Os bairros de Paraty fora do Centro Histórico revelam uma cidade feia, caótica e vítima de um prefeito ignorante como qualquer outro município litorâneo brasileiro. A população local, na certa, nem imagina o que se passa nas tendas da Flip, mas sabe que pode vender panos de prato para os gringos que caminham lá dentro. A garota escandinava é abordada por um deles no restaurante Casa Velha, "frutos do mar requintados", e eu não posso crer que logo na minha primeira janta fui cair exatamente no mesmo restaurante escolhido pela família. Pior: não há ninguém mais desfrutando do ar decadente do Casa Velha além de mim e dos escandinavos, localizados a duas mesas de distância. Ela olha para trás pela primeira vez, em minha direção, e eu engasgo o pescado ao molho de camarão. Apavorado, começo a folhear o completo material para a imprensa preparado pela assessoria da Flip. Tento iniciar pela terceira vez a leitura do resumo sobre José Eduardo Agualusa, sem conseguir me concentrar. Olho por cima do catálogo, assim como fiz sobre O Globo, lá na rodoviária, e ela vira para trás e me fita com a cara bela e mal-humorada mais uma vez. É o suficiente para eu acertar uma livrada na garrafa de cerveja, dar um banho em mim, na mesa, no pescado e no catálogo e, humilhado, pedir a conta com urgência. "Tenho que acompanhar um debate da Flip em cinco minutos", aleguei ao garçom. "Mas, senhor, hoje ainda é terça, a Flip só começa amanhã", respondeu o homem. Segunda humilhação completa, próximo chop, por favor, mas para levar.

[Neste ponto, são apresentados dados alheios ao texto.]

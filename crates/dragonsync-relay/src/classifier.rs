// SPDX-License-Identifier: Apache-2.0 OR MIT
// Copyright (c) 2025-2026 naskel.com

//! Burst classifier.
//!
//! Turns one raw feed message into zero or more [`TransmitterUpdate`]s. Raw
//! JSON is validated once here into typed bursts ([`Burst`]); nothing
//! downstream ever sees untyped data.
//!
//! Two feed shapes are recognized by structure, not by which socket they
//! arrived on:
//!
//! - **Drone bursts**: Remote-ID decoder output, either block-keyed
//!   (`"Basic ID"`, `"Location/Vector Message"`, ...) or a flat record.
//! - **System bursts**: sensor station status (`serial_number`,
//!   `system_stats`, `gps_data`, `ant_sdr_temps`).

use crate::update::{
    IdentityKeys, Motion, Position, SystemTelemetry, TransmitterKind, TransmitterUpdate,
};
use chrono::{DateTime, Utc};
use regex::Regex;
use serde::{Deserialize, Deserializer};
use serde_json::{Map, Value};
use std::sync::OnceLock;
use thiserror::Error;

/// Declared identity type of a serial-number Basic ID block.
pub const ID_TYPE_SERIAL: &str = "Serial Number (ANSI/CTA-2063-A)";

/// Declared identity type of a registration-code Basic ID block.
pub const ID_TYPE_CAA: &str = "CAA Assigned Registration ID";

const BLOCK_BASIC_ID: &str = "Basic ID";
const BLOCK_LOCATION: &str = "Location/Vector Message";
const BLOCK_SELF_ID: &str = "Self-ID Message";
const BLOCK_SYSTEM: &str = "System Message";
const BLOCK_OPERATOR_ID: &str = "Operator ID Message";

const BLOCK_KEYS: [&str; 5] = [
    BLOCK_BASIC_ID,
    BLOCK_LOCATION,
    BLOCK_SELF_ID,
    BLOCK_SYSTEM,
    BLOCK_OPERATOR_ID,
];

const SYSTEM_MARKERS: [&str; 3] = ["system_stats", "gps_data", "ant_sdr_temps"];

/// Classification errors. Never surfaced past [`BurstClassifier::classify`].
#[derive(Debug, Error)]
pub enum ClassifyError {
    #[error("JSON parse error: {0}")]
    Json(#[from] serde_json::Error),

    #[error("expected a JSON object or array of objects")]
    NotAnObject,

    #[error("drone burst carries no hardware address, serial or registration code")]
    MissingIdentity,

    #[error("missing mandatory field: {0}")]
    MissingField(&'static str),

    #[error("message carries no recognizable burst")]
    UnrecognizedBurst,
}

Passei os dias seguintes caminhando pelas ruas de Paraty acompanhado por um sentimento duplo implacável: querendo e, ao mesmo tempo, apavorado com a possibilidade de cruzar pela garota escandinava e seus tutores - a família era estranha, falava pouco e não sorria nunca. Freqüentei alguns debates literários com quase nenhum interesse. A miséria dos paratienses que viviam no centrão, único local em que consegui uma pousada vaga, povoava meus pensamentos na maior parte do tempo. No sábado, me surpreendi de ver o dono do churrasquinho da esquina do meu hotel longe da fumaça e da carne, mas na entrada do Centro Histórico, empunhando uma faixa de protesto. A manifestação pedia energia elétrica para alguns bairros, entre outras melhorias básicas para o município, prometidas pelo prefeito, mas, claro, jamais executadas. Observei por alguns segundos e atravessei a pequena multidão rumo à minha última tarde na praia, que não poderia acontecer sem que eu encontrasse, também pela última vez, a garota escandinava. Continuava com a cara mal humorada, continuava acompanhada pelos pais silenciosos, continuava bela, mas agora de biquíni.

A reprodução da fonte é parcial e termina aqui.